===== Given data

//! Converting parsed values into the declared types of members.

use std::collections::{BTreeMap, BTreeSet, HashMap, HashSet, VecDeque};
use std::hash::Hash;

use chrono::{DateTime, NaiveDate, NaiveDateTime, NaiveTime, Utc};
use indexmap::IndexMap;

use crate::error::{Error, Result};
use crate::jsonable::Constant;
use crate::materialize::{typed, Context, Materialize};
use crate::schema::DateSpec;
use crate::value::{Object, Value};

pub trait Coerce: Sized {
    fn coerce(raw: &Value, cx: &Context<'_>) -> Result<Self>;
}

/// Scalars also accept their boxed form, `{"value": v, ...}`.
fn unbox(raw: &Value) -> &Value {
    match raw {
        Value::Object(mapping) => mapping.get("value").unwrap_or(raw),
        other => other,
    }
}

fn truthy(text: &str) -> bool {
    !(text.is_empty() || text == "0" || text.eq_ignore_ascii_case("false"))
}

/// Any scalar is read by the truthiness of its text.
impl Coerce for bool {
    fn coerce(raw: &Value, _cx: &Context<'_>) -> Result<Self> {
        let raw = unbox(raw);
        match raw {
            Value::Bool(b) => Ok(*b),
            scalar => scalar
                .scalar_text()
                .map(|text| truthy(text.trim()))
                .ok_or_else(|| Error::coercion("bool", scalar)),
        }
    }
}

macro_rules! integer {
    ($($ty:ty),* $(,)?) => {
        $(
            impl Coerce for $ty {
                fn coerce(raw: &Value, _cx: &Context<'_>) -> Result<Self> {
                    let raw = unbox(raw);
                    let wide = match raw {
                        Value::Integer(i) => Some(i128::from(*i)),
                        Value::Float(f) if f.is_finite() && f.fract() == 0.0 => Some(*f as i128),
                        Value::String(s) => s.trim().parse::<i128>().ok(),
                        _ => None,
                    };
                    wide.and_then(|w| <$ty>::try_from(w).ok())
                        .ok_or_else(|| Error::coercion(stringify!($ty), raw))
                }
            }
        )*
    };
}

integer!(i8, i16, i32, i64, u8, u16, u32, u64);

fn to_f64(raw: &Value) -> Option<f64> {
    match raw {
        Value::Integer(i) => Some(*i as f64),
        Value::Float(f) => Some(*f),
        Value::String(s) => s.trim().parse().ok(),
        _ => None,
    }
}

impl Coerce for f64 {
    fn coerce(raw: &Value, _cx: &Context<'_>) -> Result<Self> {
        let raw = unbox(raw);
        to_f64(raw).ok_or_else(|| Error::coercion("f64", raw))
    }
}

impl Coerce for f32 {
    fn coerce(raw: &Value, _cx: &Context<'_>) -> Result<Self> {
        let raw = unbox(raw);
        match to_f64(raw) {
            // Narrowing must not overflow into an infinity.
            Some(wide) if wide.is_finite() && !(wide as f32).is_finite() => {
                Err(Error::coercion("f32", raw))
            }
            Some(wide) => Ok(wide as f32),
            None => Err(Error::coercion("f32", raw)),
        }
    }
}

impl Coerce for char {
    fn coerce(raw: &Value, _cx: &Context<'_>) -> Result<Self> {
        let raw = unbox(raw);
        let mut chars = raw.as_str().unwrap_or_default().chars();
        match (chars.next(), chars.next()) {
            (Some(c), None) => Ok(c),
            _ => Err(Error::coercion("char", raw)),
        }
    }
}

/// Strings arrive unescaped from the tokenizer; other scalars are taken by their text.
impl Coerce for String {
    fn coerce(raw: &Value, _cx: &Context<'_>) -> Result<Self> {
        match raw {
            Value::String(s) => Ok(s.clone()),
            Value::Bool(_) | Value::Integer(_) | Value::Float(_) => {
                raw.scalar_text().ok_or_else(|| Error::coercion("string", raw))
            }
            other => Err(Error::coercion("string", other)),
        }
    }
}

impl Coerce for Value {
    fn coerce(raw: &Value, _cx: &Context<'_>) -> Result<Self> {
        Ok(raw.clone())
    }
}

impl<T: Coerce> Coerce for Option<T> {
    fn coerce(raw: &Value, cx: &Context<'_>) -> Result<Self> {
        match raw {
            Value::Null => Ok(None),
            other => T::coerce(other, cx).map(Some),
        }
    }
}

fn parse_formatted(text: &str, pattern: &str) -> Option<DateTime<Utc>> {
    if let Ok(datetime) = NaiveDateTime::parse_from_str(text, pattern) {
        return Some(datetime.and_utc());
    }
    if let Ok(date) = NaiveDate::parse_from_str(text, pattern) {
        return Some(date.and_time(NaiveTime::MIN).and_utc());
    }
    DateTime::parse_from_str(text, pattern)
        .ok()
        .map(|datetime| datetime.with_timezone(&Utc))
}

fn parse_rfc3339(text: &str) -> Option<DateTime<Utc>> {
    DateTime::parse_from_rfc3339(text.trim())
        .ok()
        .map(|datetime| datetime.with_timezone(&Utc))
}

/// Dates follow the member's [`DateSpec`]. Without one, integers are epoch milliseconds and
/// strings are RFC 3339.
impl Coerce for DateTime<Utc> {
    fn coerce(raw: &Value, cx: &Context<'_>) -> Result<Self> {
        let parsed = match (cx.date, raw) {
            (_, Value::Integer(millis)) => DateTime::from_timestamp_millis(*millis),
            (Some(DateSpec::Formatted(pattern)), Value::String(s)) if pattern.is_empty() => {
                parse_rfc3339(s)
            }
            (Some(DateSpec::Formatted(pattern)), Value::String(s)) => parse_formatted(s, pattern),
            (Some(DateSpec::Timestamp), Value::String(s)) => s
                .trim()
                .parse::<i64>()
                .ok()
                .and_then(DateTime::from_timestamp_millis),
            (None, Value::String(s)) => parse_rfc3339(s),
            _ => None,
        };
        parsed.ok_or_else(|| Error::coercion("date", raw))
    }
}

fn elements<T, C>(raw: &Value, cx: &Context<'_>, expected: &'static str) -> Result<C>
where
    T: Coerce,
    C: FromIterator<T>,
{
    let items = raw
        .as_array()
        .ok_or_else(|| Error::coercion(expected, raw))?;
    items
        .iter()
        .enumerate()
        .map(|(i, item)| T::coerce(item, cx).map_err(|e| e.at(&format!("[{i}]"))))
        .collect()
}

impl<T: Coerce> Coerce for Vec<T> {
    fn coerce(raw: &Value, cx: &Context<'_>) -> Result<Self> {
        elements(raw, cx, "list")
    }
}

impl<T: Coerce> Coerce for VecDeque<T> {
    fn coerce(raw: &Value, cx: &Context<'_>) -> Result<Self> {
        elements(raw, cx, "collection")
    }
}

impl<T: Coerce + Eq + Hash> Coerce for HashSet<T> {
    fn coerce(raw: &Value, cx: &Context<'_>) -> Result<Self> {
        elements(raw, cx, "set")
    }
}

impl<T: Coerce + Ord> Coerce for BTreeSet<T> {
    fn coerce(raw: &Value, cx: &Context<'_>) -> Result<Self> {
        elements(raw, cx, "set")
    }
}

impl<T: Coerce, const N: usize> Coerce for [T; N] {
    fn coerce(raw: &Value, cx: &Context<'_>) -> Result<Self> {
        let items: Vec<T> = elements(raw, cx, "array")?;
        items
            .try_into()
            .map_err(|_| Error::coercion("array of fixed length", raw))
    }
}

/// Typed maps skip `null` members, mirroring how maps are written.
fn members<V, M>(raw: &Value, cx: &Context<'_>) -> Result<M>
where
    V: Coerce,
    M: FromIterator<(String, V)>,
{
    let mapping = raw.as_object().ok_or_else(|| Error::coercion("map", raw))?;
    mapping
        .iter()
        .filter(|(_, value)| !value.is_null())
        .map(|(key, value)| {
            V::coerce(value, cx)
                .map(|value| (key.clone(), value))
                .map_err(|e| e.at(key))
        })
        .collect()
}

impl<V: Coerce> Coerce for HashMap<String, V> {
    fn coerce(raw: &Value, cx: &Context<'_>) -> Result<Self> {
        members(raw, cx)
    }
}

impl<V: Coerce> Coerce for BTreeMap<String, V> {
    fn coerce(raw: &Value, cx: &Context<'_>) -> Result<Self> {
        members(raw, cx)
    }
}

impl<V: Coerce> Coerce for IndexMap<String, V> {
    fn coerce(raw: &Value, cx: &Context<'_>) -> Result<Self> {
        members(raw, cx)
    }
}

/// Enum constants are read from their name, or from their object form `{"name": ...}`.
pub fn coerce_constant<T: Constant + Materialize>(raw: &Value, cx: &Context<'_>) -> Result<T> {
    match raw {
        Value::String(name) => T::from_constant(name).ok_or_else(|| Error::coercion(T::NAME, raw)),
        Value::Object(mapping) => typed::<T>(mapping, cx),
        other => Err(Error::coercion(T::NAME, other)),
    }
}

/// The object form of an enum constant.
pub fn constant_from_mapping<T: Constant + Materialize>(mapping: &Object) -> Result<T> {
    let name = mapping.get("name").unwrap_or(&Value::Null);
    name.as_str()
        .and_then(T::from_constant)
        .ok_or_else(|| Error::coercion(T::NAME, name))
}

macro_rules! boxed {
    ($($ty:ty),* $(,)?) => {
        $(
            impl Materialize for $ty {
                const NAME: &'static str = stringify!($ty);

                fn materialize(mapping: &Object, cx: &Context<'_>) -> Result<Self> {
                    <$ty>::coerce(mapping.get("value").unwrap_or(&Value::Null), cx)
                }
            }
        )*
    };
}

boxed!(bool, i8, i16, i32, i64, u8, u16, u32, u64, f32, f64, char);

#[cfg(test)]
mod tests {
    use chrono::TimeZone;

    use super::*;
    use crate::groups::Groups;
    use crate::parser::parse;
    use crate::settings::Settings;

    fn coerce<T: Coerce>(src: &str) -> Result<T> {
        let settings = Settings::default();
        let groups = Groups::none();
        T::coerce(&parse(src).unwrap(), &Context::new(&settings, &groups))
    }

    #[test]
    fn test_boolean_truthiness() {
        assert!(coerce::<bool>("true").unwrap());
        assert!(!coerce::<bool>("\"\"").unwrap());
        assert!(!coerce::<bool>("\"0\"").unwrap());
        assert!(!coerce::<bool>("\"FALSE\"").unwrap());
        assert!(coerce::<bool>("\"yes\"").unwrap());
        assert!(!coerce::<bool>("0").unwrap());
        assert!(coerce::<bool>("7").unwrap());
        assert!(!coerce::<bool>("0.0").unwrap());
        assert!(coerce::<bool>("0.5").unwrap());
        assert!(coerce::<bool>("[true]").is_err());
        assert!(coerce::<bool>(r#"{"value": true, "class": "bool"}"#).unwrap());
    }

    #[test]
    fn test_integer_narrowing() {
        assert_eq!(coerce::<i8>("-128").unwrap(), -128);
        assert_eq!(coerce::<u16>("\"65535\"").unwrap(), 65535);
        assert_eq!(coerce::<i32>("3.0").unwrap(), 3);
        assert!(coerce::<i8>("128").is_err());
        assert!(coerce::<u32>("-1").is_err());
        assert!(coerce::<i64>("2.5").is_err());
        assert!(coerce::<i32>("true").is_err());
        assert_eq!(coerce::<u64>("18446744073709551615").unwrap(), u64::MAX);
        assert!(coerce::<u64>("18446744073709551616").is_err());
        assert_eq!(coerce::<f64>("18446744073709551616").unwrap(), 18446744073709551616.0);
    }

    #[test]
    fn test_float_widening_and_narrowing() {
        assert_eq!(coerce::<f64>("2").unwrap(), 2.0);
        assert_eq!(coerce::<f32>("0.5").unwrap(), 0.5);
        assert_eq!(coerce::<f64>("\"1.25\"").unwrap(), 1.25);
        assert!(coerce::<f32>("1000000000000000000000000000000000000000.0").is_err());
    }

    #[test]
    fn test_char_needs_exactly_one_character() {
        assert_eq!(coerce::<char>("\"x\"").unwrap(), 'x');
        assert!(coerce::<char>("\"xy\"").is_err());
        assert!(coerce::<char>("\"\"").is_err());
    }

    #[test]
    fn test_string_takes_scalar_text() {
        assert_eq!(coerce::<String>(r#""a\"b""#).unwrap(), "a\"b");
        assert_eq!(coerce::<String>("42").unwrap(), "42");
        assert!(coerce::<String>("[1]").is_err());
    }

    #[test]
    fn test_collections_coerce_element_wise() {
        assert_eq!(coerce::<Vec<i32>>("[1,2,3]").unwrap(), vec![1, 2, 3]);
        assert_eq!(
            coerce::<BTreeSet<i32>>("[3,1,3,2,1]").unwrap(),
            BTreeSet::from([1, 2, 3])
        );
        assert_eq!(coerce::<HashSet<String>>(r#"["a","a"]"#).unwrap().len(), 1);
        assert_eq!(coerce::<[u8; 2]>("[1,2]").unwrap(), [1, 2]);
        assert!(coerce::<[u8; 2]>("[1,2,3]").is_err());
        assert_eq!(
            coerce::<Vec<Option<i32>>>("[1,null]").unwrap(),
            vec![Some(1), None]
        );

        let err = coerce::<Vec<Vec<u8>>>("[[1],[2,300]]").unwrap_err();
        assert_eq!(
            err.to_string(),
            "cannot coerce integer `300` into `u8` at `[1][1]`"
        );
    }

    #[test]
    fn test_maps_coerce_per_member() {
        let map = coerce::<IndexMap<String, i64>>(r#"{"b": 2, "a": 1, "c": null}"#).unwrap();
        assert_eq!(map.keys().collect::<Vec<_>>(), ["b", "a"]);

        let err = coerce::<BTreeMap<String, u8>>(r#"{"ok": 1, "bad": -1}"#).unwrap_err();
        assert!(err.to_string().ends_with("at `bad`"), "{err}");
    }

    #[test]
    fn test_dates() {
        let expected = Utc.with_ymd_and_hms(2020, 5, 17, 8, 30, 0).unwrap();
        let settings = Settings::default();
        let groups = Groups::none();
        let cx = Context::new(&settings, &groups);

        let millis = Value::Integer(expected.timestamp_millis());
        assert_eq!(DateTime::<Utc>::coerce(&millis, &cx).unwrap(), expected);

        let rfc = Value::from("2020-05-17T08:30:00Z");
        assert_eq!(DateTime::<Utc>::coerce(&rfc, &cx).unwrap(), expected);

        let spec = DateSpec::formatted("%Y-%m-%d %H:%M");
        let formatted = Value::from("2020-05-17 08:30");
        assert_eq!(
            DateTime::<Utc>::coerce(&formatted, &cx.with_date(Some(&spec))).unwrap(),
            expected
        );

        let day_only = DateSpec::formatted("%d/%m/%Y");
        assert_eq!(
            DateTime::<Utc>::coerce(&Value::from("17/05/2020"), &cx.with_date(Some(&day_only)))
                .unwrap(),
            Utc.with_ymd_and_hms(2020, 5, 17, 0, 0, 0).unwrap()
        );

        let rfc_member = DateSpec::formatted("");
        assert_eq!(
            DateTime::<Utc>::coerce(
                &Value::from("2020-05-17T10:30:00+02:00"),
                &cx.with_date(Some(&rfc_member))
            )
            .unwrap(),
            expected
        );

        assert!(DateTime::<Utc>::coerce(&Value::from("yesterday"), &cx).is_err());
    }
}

==========

### [Your assignment]
For the material above, what is the count of lines that hold the word "chars"? Give the number by itself.

### [Answer to the exercise]
2